[18/28] powerpc64le: Add glibc-hwcaps support

Message ID 01faff4932d02c7e3224b50a1cdb5956354b1fc2.1601569371.git.fweimer@redhat.com
State Superseded
Headers
Series glibc-hwcaps support |

Commit Message

Florian Weimer Oct. 1, 2020, 4:33 p.m. UTC
  The "power10" and "power9" subdirectories are selected.
---
 .../powerpc/powerpc64/le/dl-hwcaps-subdirs.c  | 34 +++++++++++++++++++
 1 file changed, 34 insertions(+)
 create mode 100644 sysdeps/powerpc/powerpc64/le/dl-hwcaps-subdirs.c
  

Comments

Paul A. Clarke Oct. 1, 2020, 6:56 p.m.

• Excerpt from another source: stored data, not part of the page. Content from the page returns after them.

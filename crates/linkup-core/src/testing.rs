// In-memory upstream for unit tests.

#![allow(clippy::unwrap_used)]

use std::sync::Arc;
use std::sync::Mutex;
use std::sync::atomic::{AtomicUsize, Ordering};
use std::time::Duration;

use async_trait::async_trait;
use linkup_api::{AuthTicket, Connection, Credentials, Error, LoginGrant, RequestContext};
use secrecy::SecretString;
use serde_json::{Value, json};

use crate::upstream::LinkUpApi;

pub(crate) fn credentials() -> Credentials {
    Credentials::new("follower@example.com", SecretString::from("pw".to_string()))
}

pub(crate) fn connection(patient_id: &str, first: &str, last: &str) -> Connection {
    serde_json::from_value(json!({
        "patientId": patient_id,
        "firstName": first,
        "lastName": last,
        "targetLow": 70,
        "sensor": { "sn": "0ABC" }
    }))
    .unwrap()
}

pub(crate) fn graph_doc(values: &[i64]) -> Value {
    let points: Vec<Value> = values.iter().map(|v| json!({ "Value": v })).collect();
    json!({ "status": 0, "data": { "connection": { "id": "c" }, "graphData": points } })
}

#[derive(Debug, Clone, Copy)]
pub(crate) enum LoginBehavior {
    Token(&'static str),
    Rejected(i64),
    HeaderMissing,
}

#[derive(Debug, Clone)]
pub(crate) enum GraphBehavior {
    Doc(Value),
    Unauthorized,
    ServerError,
}

pub(crate) struct FakeApi {
    login: Mutex<LoginBehavior>,
    connections: Mutex<Option<Vec<Connection>>>,
    graph: Mutex<GraphBehavior>,
    login_delay: Mutex<Option<Duration>>,
    graph_delay: Mutex<Option<Duration>>,
    logins: AtomicUsize,
    graph_calls: AtomicUsize,
    graph_done: AtomicUsize,
    seen_tokens: Mutex<Vec<String>>,
}

impl FakeApi {
    pub(crate) fn new() -> Arc<Self> {
        Arc::new(Self {
            login: Mutex::new(LoginBehavior::Token("tok-1")),
            connections: Mutex::new(Some(Vec::new())),
            graph: Mutex::new(GraphBehavior::Doc(graph_doc(&[1, 2]))),
            login_delay: Mutex::new(None),
            graph_delay: Mutex::new(None),
            logins: AtomicUsize::new(0),
            graph_calls: AtomicUsize::new(0),
            graph_done: AtomicUsize::new(0),
            seen_tokens: Mutex::new(Vec::new()),
        })
    }

    pub(crate) fn set_login(&self, behavior: LoginBehavior) {
        *self.login.lock().unwrap() = behavior;
    }

    /// `None` makes the connections call fail.
    pub(crate) fn set_connections(&self, connections: Option<Vec<Connection>>) {
        *self.connections.lock().unwrap() = connections;
    }

    pub(crate) fn set_graph(&self, behavior: GraphBehavior) {
        *self.graph.lock().unwrap() = behavior;
    }

    /// Make every later login take `delay` before answering.
    pub(crate) fn set_login_delay(&self, delay: Duration) {
        *self.login_delay.lock().unwrap() = Some(delay);
    }

    /// Make every later graph request take `delay` before answering.
    pub(crate) fn set_graph_delay(&self, delay: Duration) {
        *self.graph_delay.lock().unwrap() = Some(delay);
    }

    pub(crate) fn login_count(&self) -> usize {
        self.logins.load(Ordering::SeqCst)
    }

    pub(crate) fn graph_count(&self) -> usize {
        self.graph_calls.load(Ordering::SeqCst)
    }

    /// Graph requests that have answered.
    pub(crate) fn graph_done_count(&self) -> usize {
        self.graph_done.load(Ordering::SeqCst)
    }

    pub(crate) fn seen_tokens(&self) -> Vec<String> {
        self.seen_tokens.lock().unwrap().clone()
    }
}

#[async_trait]
impl LinkUpApi for FakeApi {
    async fn login(&self, _credentials: &Credentials) -> Result<LoginGrant, Error> {
        self.logins.fetch_add(1, Ordering::SeqCst);
        let delay = *self.login_delay.lock().unwrap();
        if let Some(delay) = delay {
            tokio::time::sleep(delay).await;
        }
        let behavior = *self.login.lock().unwrap();
        match behavior {
            LoginBehavior::Token(token) => Ok(LoginGrant {
                ticket: AuthTicket {
                    token: token.to_owned(),
                    expires: 0,
                    duration: 0,
                },
                user_id: Some("user-1".into()),
            }),
            LoginBehavior::Rejected(status) => Err(Error::LoginRejected {
                status,
                message: Some("notAuthenticated".into()),
                body: format!(r#"{{"status":{status}}}"#),
            }),
            LoginBehavior::HeaderMissing => Err(Error::RequiredHeaderMissing {
                body: r#"{"message":"RequiredHeaderMissing"}"#.into(),
            }),
        }
    }

    async fn connections(&self, ctx: &RequestContext) -> Result<Vec<Connection>, Error> {
        self.seen_tokens.lock().unwrap().push(ctx.token().to_owned());
        self.connections
            .lock()
            .unwrap()
            .clone()
            .ok_or_else(|| Error::Http {
                status: 500,
                body: "boom".into(),
            })
    }

    async fn graph(&self, ctx: &RequestContext, _patient_id: &str) -> Result<Value, Error> {
        self.graph_calls.fetch_add(1, Ordering::SeqCst);
        self.seen_tokens.lock().unwrap().push(ctx.token().to_owned());
        let behavior = self.graph.lock().unwrap().clone();
        let delay = *self.graph_delay.lock().unwrap();
        if let Some(delay) = delay {
            tokio::time::sleep(delay).await;
        }
        self.graph_done.fetch_add(1, Ordering::SeqCst);
        match behavior {
            GraphBehavior::Doc(doc) => Ok(doc),
            GraphBehavior::Unauthorized => Err(Error::Unauthorized {
                body: r#"{"message":"expired"}"#.into(),
            }),
            GraphBehavior::ServerError => Err(Error::Http {
                status: 503,
                body: "maintenance".into(),
            }),
        }
    }

    fn graph_location(&self, patient_id: &str) -> String {
        format!("fake://llu/connections/{patient_id}/graph")
    }
}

UTC | #1
On Thu, Oct 01, 2020 at 06:33:29PM +0200, Florian Weimer via Libc-alpha wrote:
> The "power10" and "power9" subdirectories are selected.
> ---
>  .../powerpc/powerpc64/le/dl-hwcaps-subdirs.c  | 34 +++++++++++++++++++
>  1 file changed, 34 insertions(+)
>  create mode 100644 sysdeps/powerpc/powerpc64/le/dl-hwcaps-subdirs.c
> 
> diff --git a/sysdeps/powerpc/powerpc64/le/dl-hwcaps-subdirs.c b/sysdeps/powerpc/powerpc64/le/dl-hwcaps-subdirs.c
> new file mode 100644
> index 0000000000..496daf0fa0
> --- /dev/null
> +++ b/sysdeps/powerpc/powerpc64/le/dl-hwcaps-subdirs.c
> @@ -0,0 +1,34 @@
> +/* Architecture-specific glibc-hwcaps subdirectories.  powerpc64le version.
> +   Copyright (C) 2020 Free Software Foundation, Inc.
> +   This file is part of the GNU C Library.
> +
> +   The GNU C Library is free software; you can redistribute it and/or
> +   modify it under the terms of the GNU Lesser General Public
> +   License as published by the Free Software Foundation; either
> +   version 2.1 of the License, or (at your option) any later version.
> +
> +   The GNU C Library is distributed in the hope that it will be useful,
> +   but WITHOUT ANY WARRANTY; without even the implied warranty of
> +   MERCHANTABILITY or FITNESS FOR A PARTICULAR PURPOSE.  See the GNU
> +   Lesser General Public License for more details.
> +
> +   You should have received a copy of the GNU Lesser General Public
> +   License along with the GNU C Library; if not, see
> +   <https://www.gnu.org/licenses/>.  */
> +
> +#include <dl-hwcaps.h>
> +#include <ldsodefs.h>
> +
> +const char _dl_hwcaps_subdirs[] = "power10:power9";
> +
> +int32_t

Is 32 bits enough?  Any reason not to make this 64 bits?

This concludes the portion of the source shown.